ACTIVITY: Write out every line from the listing below where the string "Paused" is found.

DATA FOR PROCESSING:
******

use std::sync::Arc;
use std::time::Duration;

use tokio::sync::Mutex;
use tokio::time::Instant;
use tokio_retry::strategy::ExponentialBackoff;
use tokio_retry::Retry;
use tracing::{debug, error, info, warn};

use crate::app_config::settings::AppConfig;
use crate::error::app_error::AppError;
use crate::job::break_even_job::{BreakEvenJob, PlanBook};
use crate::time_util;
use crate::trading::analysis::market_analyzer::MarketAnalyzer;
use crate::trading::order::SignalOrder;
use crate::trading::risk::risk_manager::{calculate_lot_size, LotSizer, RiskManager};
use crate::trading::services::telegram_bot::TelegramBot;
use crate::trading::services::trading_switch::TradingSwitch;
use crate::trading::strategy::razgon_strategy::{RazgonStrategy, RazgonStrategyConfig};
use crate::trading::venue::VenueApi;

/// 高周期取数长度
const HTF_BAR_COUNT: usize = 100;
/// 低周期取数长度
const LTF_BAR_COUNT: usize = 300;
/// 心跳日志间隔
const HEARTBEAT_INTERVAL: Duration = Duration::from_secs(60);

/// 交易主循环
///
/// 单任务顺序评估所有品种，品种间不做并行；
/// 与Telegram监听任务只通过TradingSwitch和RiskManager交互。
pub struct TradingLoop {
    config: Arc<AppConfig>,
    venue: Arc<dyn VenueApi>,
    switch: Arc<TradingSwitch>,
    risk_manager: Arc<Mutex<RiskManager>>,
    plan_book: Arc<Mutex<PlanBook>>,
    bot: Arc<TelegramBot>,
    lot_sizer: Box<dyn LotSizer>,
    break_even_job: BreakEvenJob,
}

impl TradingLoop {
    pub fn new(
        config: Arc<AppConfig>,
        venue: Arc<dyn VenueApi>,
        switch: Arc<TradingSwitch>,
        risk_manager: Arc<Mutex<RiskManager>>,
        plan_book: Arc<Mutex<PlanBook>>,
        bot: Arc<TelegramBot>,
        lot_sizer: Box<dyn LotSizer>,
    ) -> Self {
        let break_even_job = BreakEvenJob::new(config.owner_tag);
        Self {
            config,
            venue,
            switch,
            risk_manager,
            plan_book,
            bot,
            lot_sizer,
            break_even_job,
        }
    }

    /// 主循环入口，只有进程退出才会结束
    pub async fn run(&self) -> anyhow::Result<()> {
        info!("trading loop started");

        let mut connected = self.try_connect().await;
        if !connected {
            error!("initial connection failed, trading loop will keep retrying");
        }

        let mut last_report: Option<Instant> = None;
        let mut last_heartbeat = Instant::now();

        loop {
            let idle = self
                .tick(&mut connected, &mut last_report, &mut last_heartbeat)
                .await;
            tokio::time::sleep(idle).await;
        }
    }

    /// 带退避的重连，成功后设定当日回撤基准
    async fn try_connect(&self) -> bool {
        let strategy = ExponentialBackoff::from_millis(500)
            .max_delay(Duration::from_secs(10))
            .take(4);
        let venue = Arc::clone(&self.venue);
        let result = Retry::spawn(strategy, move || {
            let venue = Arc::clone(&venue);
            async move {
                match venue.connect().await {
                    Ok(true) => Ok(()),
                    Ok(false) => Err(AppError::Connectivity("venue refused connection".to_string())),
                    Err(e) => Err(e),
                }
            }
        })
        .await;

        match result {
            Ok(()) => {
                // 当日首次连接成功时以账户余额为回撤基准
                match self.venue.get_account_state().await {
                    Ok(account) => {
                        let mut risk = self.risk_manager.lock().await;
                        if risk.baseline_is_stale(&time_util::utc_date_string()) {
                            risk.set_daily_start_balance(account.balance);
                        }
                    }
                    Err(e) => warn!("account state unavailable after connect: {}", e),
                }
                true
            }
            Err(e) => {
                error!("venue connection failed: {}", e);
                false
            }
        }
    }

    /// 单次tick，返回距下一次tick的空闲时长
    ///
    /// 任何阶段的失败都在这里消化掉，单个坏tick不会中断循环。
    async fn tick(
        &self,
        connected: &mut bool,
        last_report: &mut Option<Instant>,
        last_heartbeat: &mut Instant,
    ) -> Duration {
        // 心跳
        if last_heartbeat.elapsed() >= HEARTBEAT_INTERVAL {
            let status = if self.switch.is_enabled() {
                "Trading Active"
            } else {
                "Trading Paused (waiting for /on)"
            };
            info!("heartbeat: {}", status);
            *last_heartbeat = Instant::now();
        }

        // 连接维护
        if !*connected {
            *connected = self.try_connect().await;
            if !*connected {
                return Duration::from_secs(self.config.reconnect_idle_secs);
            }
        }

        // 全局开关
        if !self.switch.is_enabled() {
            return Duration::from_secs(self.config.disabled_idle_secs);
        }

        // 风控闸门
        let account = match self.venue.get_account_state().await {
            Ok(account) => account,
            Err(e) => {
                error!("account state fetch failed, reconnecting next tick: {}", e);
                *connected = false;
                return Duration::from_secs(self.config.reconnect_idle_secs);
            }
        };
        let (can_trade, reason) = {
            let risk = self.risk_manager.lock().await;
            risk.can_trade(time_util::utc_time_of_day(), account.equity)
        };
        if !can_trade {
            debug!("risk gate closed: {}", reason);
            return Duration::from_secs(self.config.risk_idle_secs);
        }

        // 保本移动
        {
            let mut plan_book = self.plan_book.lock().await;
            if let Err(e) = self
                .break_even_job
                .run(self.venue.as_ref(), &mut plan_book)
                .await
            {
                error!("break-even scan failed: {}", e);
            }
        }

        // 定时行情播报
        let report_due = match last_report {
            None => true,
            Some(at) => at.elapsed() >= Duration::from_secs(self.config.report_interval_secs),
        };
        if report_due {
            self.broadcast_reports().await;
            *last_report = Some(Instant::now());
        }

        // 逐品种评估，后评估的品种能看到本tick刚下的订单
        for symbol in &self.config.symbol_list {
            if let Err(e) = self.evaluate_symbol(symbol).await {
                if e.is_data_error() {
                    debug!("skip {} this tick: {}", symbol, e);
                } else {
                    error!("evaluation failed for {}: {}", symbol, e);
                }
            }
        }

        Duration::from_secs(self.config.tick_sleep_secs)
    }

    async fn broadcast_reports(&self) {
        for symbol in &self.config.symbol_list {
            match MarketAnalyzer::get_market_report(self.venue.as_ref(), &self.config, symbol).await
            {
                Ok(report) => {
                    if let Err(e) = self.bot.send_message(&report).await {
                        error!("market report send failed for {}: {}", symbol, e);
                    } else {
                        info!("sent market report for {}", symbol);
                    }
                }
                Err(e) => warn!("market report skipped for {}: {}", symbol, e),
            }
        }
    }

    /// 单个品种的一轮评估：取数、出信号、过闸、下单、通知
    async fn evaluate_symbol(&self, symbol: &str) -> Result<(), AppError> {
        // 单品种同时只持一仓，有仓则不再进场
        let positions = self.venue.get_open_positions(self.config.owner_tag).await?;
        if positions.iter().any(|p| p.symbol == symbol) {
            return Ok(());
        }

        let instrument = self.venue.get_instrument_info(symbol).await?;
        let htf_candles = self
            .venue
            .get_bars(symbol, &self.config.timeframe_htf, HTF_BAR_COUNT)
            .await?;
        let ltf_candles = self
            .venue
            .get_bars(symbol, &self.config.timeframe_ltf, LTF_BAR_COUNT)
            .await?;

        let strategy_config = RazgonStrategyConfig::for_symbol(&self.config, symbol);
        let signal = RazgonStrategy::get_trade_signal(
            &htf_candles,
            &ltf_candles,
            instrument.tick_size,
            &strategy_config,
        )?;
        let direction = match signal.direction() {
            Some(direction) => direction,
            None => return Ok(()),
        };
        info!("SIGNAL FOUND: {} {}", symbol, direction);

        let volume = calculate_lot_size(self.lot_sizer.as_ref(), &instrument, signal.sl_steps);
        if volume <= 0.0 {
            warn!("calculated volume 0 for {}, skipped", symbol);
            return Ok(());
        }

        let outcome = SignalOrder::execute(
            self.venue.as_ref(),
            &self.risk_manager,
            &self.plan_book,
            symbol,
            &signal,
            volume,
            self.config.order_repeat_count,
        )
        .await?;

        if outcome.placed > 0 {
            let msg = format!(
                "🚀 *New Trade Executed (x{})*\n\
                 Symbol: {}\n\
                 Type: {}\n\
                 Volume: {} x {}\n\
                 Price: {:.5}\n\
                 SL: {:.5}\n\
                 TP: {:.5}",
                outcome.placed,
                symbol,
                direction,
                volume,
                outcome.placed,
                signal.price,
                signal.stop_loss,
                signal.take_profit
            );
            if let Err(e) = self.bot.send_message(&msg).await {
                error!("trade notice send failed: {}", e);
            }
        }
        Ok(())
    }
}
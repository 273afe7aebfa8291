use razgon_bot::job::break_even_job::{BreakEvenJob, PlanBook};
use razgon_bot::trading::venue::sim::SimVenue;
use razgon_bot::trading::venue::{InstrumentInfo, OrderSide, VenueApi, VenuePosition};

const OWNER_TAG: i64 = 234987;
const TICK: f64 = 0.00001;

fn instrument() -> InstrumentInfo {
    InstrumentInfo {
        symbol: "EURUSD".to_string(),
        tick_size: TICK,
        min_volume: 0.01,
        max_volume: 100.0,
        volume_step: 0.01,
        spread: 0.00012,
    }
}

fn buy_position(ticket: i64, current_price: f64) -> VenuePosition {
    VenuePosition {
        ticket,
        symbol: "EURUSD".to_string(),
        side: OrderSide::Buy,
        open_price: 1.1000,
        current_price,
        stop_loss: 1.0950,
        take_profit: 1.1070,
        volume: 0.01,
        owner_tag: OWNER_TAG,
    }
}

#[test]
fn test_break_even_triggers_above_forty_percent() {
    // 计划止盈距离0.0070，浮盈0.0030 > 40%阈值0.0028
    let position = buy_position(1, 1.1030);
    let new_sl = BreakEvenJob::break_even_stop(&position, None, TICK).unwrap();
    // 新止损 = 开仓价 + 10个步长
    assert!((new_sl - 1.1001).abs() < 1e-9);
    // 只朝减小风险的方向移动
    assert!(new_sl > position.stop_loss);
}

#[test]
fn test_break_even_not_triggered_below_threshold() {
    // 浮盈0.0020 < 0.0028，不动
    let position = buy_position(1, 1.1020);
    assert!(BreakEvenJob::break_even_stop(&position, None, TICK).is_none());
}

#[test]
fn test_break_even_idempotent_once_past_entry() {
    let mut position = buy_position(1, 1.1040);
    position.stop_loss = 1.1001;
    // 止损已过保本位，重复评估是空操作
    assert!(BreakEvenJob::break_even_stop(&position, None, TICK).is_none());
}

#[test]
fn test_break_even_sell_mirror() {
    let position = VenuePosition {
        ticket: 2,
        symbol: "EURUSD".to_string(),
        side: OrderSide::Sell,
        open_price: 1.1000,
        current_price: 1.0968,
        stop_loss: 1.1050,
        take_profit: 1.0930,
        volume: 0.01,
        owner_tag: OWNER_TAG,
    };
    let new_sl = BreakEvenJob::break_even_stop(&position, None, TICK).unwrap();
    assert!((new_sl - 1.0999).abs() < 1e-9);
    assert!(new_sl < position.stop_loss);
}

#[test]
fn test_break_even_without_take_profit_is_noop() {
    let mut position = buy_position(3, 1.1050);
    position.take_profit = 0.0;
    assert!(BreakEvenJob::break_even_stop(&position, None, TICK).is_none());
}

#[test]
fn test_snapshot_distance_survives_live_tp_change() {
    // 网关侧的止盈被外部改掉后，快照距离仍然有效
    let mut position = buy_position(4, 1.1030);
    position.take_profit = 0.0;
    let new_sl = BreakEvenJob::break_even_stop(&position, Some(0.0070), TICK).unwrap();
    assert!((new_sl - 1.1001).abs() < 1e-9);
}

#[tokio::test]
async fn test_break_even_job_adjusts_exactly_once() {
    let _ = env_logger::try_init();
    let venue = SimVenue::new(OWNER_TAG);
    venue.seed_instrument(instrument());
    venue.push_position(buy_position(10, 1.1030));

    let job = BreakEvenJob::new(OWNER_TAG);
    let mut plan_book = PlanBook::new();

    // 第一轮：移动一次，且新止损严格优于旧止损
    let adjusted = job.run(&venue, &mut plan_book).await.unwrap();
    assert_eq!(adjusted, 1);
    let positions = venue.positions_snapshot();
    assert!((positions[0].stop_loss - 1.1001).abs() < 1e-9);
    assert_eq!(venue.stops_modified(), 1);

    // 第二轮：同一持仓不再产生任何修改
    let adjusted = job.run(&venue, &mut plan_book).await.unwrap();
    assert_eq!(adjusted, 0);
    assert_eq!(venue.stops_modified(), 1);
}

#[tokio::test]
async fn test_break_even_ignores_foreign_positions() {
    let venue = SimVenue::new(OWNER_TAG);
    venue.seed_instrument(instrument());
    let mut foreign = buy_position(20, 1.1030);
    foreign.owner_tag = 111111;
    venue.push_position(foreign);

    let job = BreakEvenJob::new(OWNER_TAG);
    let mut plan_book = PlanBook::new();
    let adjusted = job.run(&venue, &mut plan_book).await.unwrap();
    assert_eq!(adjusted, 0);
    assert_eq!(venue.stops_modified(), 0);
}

******

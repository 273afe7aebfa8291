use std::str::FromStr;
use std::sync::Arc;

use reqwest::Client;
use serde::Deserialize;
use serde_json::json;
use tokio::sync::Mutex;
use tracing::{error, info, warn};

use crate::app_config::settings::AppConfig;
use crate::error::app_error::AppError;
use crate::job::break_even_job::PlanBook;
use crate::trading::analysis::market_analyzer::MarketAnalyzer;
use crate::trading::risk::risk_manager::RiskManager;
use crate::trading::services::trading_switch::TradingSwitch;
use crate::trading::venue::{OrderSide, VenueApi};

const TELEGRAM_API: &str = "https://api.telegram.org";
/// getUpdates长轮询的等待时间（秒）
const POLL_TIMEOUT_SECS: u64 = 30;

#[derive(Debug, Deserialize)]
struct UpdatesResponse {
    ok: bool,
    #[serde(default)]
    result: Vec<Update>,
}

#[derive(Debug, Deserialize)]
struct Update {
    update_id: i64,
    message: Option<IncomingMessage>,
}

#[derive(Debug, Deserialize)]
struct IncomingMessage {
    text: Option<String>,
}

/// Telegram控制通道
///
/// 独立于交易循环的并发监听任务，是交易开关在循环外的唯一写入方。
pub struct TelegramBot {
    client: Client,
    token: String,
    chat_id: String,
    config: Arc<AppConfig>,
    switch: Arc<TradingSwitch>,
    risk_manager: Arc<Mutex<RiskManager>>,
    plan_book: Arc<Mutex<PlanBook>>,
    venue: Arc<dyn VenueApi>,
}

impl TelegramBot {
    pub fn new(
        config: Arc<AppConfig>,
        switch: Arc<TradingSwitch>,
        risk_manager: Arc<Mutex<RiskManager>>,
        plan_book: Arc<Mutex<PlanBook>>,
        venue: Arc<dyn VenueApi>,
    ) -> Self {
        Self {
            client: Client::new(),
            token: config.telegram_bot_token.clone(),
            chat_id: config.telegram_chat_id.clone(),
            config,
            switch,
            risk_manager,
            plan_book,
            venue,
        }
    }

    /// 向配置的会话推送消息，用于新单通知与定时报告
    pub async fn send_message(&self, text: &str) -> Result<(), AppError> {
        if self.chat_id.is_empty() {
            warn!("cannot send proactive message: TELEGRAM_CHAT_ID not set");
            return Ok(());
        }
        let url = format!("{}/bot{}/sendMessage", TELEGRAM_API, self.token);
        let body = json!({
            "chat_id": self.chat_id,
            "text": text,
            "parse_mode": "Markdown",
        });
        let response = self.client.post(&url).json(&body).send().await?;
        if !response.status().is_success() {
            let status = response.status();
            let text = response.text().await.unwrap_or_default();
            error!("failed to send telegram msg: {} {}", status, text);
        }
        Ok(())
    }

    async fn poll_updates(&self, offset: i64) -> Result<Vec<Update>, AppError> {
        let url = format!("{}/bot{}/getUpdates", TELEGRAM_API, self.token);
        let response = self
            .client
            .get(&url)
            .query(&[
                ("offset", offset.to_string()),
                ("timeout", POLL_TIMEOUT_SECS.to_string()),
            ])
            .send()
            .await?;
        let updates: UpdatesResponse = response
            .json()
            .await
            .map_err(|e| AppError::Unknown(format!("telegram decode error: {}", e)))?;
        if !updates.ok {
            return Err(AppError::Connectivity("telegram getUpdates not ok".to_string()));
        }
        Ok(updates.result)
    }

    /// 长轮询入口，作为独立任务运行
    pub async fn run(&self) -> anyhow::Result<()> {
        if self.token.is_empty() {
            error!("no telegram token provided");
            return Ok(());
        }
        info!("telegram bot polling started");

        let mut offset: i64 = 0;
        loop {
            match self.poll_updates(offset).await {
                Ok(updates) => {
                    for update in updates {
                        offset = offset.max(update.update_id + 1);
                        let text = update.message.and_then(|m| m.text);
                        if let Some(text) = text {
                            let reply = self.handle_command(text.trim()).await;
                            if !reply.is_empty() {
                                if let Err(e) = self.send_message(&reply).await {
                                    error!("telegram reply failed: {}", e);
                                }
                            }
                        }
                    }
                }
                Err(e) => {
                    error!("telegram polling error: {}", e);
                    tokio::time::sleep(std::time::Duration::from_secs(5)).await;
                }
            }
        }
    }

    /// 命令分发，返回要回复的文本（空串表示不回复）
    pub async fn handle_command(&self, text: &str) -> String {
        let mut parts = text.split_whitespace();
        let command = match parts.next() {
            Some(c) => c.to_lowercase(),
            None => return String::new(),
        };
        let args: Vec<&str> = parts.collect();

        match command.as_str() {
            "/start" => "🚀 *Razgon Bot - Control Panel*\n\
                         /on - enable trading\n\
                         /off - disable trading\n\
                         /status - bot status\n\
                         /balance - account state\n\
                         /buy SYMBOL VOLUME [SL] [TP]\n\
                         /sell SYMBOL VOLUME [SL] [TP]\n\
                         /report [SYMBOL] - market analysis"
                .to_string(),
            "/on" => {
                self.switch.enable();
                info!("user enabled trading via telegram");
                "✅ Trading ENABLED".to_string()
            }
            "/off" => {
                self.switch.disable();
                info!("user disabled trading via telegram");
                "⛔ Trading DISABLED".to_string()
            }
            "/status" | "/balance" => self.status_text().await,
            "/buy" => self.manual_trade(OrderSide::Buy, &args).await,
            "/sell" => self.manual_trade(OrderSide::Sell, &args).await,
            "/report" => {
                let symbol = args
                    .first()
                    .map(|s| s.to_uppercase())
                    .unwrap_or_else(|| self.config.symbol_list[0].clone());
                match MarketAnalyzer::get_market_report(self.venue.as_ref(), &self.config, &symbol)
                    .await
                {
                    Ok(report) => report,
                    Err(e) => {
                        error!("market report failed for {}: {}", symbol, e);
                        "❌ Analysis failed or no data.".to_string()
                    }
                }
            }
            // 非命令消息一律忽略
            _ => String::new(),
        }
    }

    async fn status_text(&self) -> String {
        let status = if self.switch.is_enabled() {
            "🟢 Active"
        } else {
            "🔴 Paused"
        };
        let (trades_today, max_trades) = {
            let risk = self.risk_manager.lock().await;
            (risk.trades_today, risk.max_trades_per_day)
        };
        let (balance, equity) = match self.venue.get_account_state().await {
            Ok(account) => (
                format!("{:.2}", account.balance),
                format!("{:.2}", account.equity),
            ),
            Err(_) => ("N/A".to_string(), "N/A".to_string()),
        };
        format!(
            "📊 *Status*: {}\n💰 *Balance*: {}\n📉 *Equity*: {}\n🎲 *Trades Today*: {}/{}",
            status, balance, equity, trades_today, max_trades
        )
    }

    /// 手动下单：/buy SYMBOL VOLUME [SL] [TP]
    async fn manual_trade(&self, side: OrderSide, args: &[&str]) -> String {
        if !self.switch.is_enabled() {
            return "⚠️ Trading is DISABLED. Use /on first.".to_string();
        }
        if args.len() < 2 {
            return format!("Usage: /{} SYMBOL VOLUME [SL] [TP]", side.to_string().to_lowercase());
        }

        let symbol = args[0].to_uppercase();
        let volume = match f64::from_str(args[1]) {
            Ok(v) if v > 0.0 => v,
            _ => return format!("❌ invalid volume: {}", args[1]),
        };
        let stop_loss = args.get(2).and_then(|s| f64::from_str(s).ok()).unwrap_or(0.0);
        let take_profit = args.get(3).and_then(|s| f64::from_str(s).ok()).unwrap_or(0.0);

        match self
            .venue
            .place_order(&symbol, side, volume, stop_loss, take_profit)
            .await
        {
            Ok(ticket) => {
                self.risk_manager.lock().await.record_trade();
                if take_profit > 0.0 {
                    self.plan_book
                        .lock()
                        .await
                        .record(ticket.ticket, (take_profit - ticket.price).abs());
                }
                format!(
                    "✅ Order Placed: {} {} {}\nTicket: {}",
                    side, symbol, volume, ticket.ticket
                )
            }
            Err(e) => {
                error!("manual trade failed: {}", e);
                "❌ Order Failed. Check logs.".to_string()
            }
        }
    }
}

******

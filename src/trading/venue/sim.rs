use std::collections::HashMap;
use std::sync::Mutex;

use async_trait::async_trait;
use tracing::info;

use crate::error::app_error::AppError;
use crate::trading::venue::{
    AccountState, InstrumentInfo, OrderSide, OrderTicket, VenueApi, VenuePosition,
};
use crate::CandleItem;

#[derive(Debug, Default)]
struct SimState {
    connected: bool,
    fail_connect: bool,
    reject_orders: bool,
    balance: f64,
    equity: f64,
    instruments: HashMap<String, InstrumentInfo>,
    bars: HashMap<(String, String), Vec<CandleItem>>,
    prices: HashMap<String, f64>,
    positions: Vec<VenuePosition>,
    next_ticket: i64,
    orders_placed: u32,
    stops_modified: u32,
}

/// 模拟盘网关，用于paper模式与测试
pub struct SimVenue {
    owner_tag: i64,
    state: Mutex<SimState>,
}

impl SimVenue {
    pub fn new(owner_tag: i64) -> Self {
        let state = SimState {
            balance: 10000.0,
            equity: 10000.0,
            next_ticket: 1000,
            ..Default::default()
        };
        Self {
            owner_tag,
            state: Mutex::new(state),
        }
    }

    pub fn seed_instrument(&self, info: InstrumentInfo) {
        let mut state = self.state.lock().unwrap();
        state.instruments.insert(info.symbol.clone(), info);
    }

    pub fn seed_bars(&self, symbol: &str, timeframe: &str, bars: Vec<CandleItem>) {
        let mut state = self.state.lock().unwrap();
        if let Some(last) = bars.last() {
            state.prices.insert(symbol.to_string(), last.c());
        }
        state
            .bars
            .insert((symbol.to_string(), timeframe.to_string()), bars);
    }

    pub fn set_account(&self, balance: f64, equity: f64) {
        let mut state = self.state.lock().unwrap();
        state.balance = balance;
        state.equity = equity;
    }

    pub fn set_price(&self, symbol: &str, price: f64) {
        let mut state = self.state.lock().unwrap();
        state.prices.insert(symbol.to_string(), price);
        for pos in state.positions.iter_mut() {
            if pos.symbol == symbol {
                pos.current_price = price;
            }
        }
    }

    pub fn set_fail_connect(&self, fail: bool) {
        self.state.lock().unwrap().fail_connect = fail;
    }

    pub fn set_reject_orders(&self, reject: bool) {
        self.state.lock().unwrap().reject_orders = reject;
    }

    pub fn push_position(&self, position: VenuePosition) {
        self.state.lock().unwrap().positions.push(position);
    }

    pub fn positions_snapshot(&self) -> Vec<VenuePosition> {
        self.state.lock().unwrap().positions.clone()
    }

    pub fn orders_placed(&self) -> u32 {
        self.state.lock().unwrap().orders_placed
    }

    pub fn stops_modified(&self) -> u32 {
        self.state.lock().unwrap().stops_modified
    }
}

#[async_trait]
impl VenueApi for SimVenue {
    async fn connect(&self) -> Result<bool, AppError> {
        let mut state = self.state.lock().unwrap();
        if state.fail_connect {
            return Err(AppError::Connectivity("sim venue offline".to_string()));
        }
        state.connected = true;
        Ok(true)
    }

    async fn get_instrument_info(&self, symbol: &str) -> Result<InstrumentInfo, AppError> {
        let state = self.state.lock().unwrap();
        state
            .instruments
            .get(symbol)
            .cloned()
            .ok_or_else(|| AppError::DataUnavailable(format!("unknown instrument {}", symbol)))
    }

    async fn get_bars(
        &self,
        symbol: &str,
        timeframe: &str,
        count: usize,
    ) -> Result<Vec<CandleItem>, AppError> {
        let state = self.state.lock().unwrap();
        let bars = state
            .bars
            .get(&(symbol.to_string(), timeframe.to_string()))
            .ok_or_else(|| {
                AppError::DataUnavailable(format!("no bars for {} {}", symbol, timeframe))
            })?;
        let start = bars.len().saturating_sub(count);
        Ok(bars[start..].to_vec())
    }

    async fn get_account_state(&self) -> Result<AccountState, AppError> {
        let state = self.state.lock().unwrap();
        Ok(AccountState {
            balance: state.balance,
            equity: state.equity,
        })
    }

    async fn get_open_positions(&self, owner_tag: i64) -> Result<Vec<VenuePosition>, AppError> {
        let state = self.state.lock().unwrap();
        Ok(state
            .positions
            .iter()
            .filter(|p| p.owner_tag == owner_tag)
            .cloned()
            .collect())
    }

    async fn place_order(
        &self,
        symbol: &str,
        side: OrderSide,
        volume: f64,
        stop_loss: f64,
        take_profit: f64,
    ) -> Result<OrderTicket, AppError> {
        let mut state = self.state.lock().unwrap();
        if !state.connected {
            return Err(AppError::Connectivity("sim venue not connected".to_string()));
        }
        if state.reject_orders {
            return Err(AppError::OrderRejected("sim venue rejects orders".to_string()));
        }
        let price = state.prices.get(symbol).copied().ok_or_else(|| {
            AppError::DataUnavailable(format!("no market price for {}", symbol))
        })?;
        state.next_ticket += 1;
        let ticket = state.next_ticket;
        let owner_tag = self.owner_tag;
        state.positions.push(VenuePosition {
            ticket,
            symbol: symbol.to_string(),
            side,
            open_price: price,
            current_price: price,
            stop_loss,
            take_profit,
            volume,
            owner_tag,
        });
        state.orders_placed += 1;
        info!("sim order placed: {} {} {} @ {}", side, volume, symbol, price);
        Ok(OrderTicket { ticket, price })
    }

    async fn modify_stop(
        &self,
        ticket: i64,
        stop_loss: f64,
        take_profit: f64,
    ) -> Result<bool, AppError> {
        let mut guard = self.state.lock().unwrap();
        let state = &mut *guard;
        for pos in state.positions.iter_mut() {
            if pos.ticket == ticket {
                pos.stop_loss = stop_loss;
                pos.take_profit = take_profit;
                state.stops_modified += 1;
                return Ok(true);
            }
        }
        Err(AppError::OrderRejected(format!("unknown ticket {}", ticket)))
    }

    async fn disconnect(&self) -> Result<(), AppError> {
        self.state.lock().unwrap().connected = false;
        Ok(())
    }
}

******

EXERCISE RESULT:
                "Trading Paused (waiting for /on)"
            "🔴 Paused"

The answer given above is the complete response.